AI Grading: Faster Feedback for Teachers
- A recent study indicates that while artificial intelligence can accelerate the grading process for educators, it might do so at the expense of precision.
- Xiaoming Zhai, associate professor and director of the AI4STEM Education Center at the University of Georgia, noted the time constraints teachers face.
- The study presented the LLM Mixtral with middle school students' written responses, including a question asking them to model particle behavior when heat energy is transferred.
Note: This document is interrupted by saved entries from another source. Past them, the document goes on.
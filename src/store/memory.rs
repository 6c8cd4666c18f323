use std::collections::{BTreeSet, HashMap};
use std::sync::Arc;

use async_trait::async_trait;
use chrono::{DateTime, Utc};
use serde_json::Value;
use tokio::sync::RwLock;
use uuid::Uuid;

use super::{
    Condition, Document, DocumentStore, Filter, FindOptions, Result, CREATED_AT_FIELD, ID_FIELD,
};

/// In-process document store. Collections are created on first write.
#[derive(Clone, Default)]
pub struct MemoryStore {
    collections: Arc<RwLock<HashMap<String, Vec<Document>>>>,
}

impl MemoryStore {
    pub fn new() -> Self {
        Self::default()
    }
}

fn timestamp(document: &Document, field: &str) -> Option<DateTime<Utc>> {
    document
        .get(field)
        .and_then(Value::as_str)
        .and_then(|raw| DateTime::parse_from_rfc3339(raw).ok())
        .map(|parsed| parsed.with_timezone(&Utc))
}

fn matches(document: &Document, filter: &Filter) -> bool {
    filter.conditions().iter().all(|condition| match condition {
        Condition::Eq(field, value) => document.get(field) == Some(value),
        Condition::EqOrMissing(field, value) => match document.get(field) {
            None | Some(Value::Null) => true,
            Some(stored) => stored == value,
        },
        Condition::Contains(field, item) => document
            .get(field)
            .and_then(Value::as_array)
            .is_some_and(|items| items.iter().any(|v| v.as_str() == Some(item.as_str()))),
        Condition::Between(field, start, end) => {
            timestamp(document, field).is_some_and(|at| *start <= at && at <= *end)
        }
    })
}

fn id_of(document: &Document) -> Option<&str> {
    document.get(ID_FIELD).and_then(Value::as_str)
}

/// Fills the fields the Postgres schema defaults on insert.
fn stamp_new(document: &mut Document) {
    if id_of(document).is_none() {
        document.insert(ID_FIELD.into(), Value::String(Uuid::new_v4().to_string()));
    }
    if !document.contains_key(CREATED_AT_FIELD) {
        document.insert(
            CREATED_AT_FIELD.into(),
            Value::String(Utc::now().to_rfc3339()),
        );
    }
}

fn merge(document: &mut Document, patch: Document) {
    for (field, value) in patch {
        if field != ID_FIELD {
            document.insert(field, value);
        }
    }
}

#[async_trait]
impl DocumentStore for MemoryStore {
    async fn find(
        &self,
        collection: &str,
        filter: &Filter,
        options: &FindOptions,
    ) -> Result<Vec<Document>> {
        let collections = self.collections.read().await;
        let mut found: Vec<Document> = collections
            .get(collection)
            .map(|docs| docs.iter().filter(|d| matches(d, filter)).cloned().collect())
            .unwrap_or_default();

        if let Some(field) = &options.sort_desc {
            // Stable sort, documents without a timestamp go last.
            found.sort_by(|a, b| timestamp(b, field).cmp(&timestamp(a, field)));
        }
        if let Some(limit) = options.limit {
            found.truncate(limit);
        }
        Ok(found)
    }

    async fn distinct(&self, collection: &str, field: &str) -> Result<Vec<String>> {
        let collections = self.collections.read().await;
        let values: BTreeSet<String> = collections
            .get(collection)
            .into_iter()
            .flatten()
            .filter_map(|d| d.get(field).and_then(Value::as_str))
            .map(str::to_string)
            .collect();
        Ok(values.into_iter().collect())
    }

    async fn find_one(&self, collection: &str, filter: &Filter) -> Result<Option<Document>> {
        let collections = self.collections.read().await;
        Ok(collections
            .get(collection)
            .and_then(|docs| docs.iter().find(|d| matches(d, filter)).cloned()))
    }

    async fn insert(&self, collection: &str, mut document: Document) -> Result<Document> {
        stamp_new(&mut document);
        let mut collections = self.collections.write().await;
        collections
            .entry(collection.to_string())
            .or_default()
            .push(document.clone());
        Ok(document)
    }

    async fn update_by_id(
        &self,
        collection: &str,
        id: &str,
        patch: Document,
    ) -> Result<Option<Document>> {
        let mut collections = self.collections.write().await;
        let Some(document) = collections
            .get_mut(collection)
            .and_then(|docs| docs.iter_mut().find(|d| id_of(d) == Some(id)))
        else {
            return Ok(None);
        };
        merge(document, patch);
        Ok(Some(document.clone()))
    }

    async fn delete_by_id(&self, collection: &str, id: &str) -> Result<bool> {
        let mut collections = self.collections.write().await;
        let Some(docs) = collections.get_mut(collection) else {
            return Ok(false);
        };
        match docs.iter().position(|d| id_of(d) == Some(id)) {
            Some(index) => {
                docs.remove(index);
                Ok(true)
            }
            None => Ok(false),
        }
    }

    async fn delete_many(&self, collection: &str, filter: &Filter) -> Result<u64> {
        let mut collections = self.collections.write().await;
        let Some(docs) = collections.get_mut(collection) else {
            return Ok(0);
        };
        let before = docs.len();
        docs.retain(|d| !matches(d, filter));
        Ok((before - docs.len()) as u64)
    }

    async fn upsert(&self, collection: &str, key: &Filter, set: Document) -> Result<Document> {
        // Lookup and write happen under one write guard.
        let mut collections = self.collections.write().await;
        let docs = collections.entry(collection.to_string()).or_default();

        if let Some(existing) = docs.iter_mut().find(|d| matches(d, key)) {
            merge(existing, set);
            return Ok(existing.clone());
        }

        let mut created = Document::new();
        for condition in key.conditions() {
            if let Condition::Eq(field, value) = condition {
                created.insert(field.clone(), value.clone());
            }
        }
        merge(&mut created, set);
        stamp_new(&mut created);
        docs.push(created.clone());
        Ok(created)
    }
}

#[cfg(test)]
mod tests {
    use super::*;
    use serde_json::json;

    fn doc(value: Value) -> Document {
        value.as_object().cloned().unwrap()
    }

    #[tokio::test]
    async fn test_find_sorts_newest_first_and_limits() {
        let store = MemoryStore::new();
        for (title, at) in [
            ("old", "2024-01-01T00:00:00Z"),
            ("new", "2024-03-01T00:00:00Z"),
            ("mid", "2024-02-01T00:00:00Z"),
        ] {
            store
                .insert("articles", doc(json!({"title": title, "datetime": at})))
                .await
                .unwrap();
        }

        let options = FindOptions {
            sort_desc: Some("datetime".into()),
            limit: Some(2),
        };
        let found = store.find("articles", &Filter::new(), &options).await.unwrap();
        let titles: Vec<_> = found.iter().map(|d| d["title"].as_str().unwrap()).collect();
        assert_eq!(titles, vec!["new", "mid"]);
    }

    #[tokio::test]
    async fn test_filters_by_tag_membership_and_range() {
        let store = MemoryStore::new();
        store
            .insert(
                "news",
                doc(json!({"tags": ["ai", "rust"], "createdAt": "2024-05-02T10:00:00Z"})),
            )
            .await
            .unwrap();
        store
            .insert(
                "news",
                doc(json!({"tags": ["go"], "createdAt": "2024-05-02T11:00:00Z"})),
            )
            .await
            .unwrap();

        let tagged = Filter::new().contains("tags", "rust");
        let found = store
            .find("news", &tagged, &FindOptions::default())
            .await
            .unwrap();
        assert_eq!(found.len(), 1);

        let start = "2024-05-02T10:30:00Z".parse().unwrap();
        let end = "2024-05-02T11:00:00Z".parse().unwrap();
        let ranged = Filter::new().between("createdAt", start, end);
        let found = store
            .find("news", &ranged, &FindOptions::default())
            .await
            .unwrap();
        assert_eq!(found.len(), 1);
        assert_eq!(found[0]["tags"], json!(["go"]));
    }

    #[tokio::test]
    async fn test_upsert_keeps_single_document_per_key() {
        let store = MemoryStore::new();
        let key = Filter::new().eq("postId", "p1").eq("userId", "a@b.c");

        let first = store
            .upsert("ratings", &key, doc(json!({"rating": 2})))
            .await
            .unwrap();
        let second = store
            .upsert("ratings", &key, doc(json!({"rating": 5})))
            .await
            .unwrap();

        assert_eq!(first["id"], second["id"]);
        let all = store
            .find("ratings", &Filter::new(), &FindOptions::default())
            .await
            .unwrap();
        assert_eq!(all.len(), 1);
        assert_eq!(all[0]["rating"], json!(5));
        assert_eq!(all[0]["userId"], json!("a@b.c"));
        assert_eq!(all[0]["createdAt"], first["createdAt"]);
        assert!(all[0]["createdAt"]
            .as_str()
            .is_some_and(|at| DateTime::parse_from_rfc3339(at).is_ok()));
    }

    #[tokio::test]
    async fn test_eq_or_missing_matches_absent_and_null() {
        let store = MemoryStore::new();
        for document in [
            json!({"title": "imported"}),
            json!({"title": "cleared", "used": null}),
            json!({"title": "fresh", "used": false}),
            json!({"title": "done", "used": true}),
        ] {
            store.insert("articles", doc(document)).await.unwrap();
        }

        let unused = Filter::new().eq_or_missing("used", false);
        let found = store
            .find("articles", &unused, &FindOptions::default())
            .await
            .unwrap();
        let mut titles: Vec<_> = found.iter().map(|d| d["title"].as_str().unwrap()).collect();
        titles.sort();
        assert_eq!(titles, vec!["cleared", "fresh", "imported"]);
    }

    #[tokio::test]
    async fn test_update_never_rewrites_id() {
        let store = MemoryStore::new();
        let created = store
            .insert("tools", doc(json!({"name": "x"})))
            .await
            .unwrap();
        let id = created["id"].as_str().unwrap().to_string();

        let updated = store
            .update_by_id("tools", &id, doc(json!({"id": "other", "name": "y"})))
            .await
            .unwrap()
            .unwrap();
        assert_eq!(updated["id"], json!(id));
        assert_eq!(updated["name"], json!("y"));

        assert!(store
            .update_by_id("tools", "missing", Document::new())
            .await
            .unwrap()
            .is_none());
    }
}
AI grading promises faster feedback, but at what cost? A new study reveals that while artificial intelligence can speed up the grading process for teachers, it may compromise assessment accuracy.the research, wich News Directory 3 covered, indicates that Large Language Models (LLMs) often take grading shortcuts, like focusing on keywords, which leads to mistakes in evaluating student responses. Though, the study suggests that when LLMs use detailed, human-designed rubrics, their grading accuracy substantially improves.Human-made rubrics boost the accuracy rate from 33.5% to over 50%.This could change how educators provide feedback. Discover what’s next for AI in education and if it can truly help teachers.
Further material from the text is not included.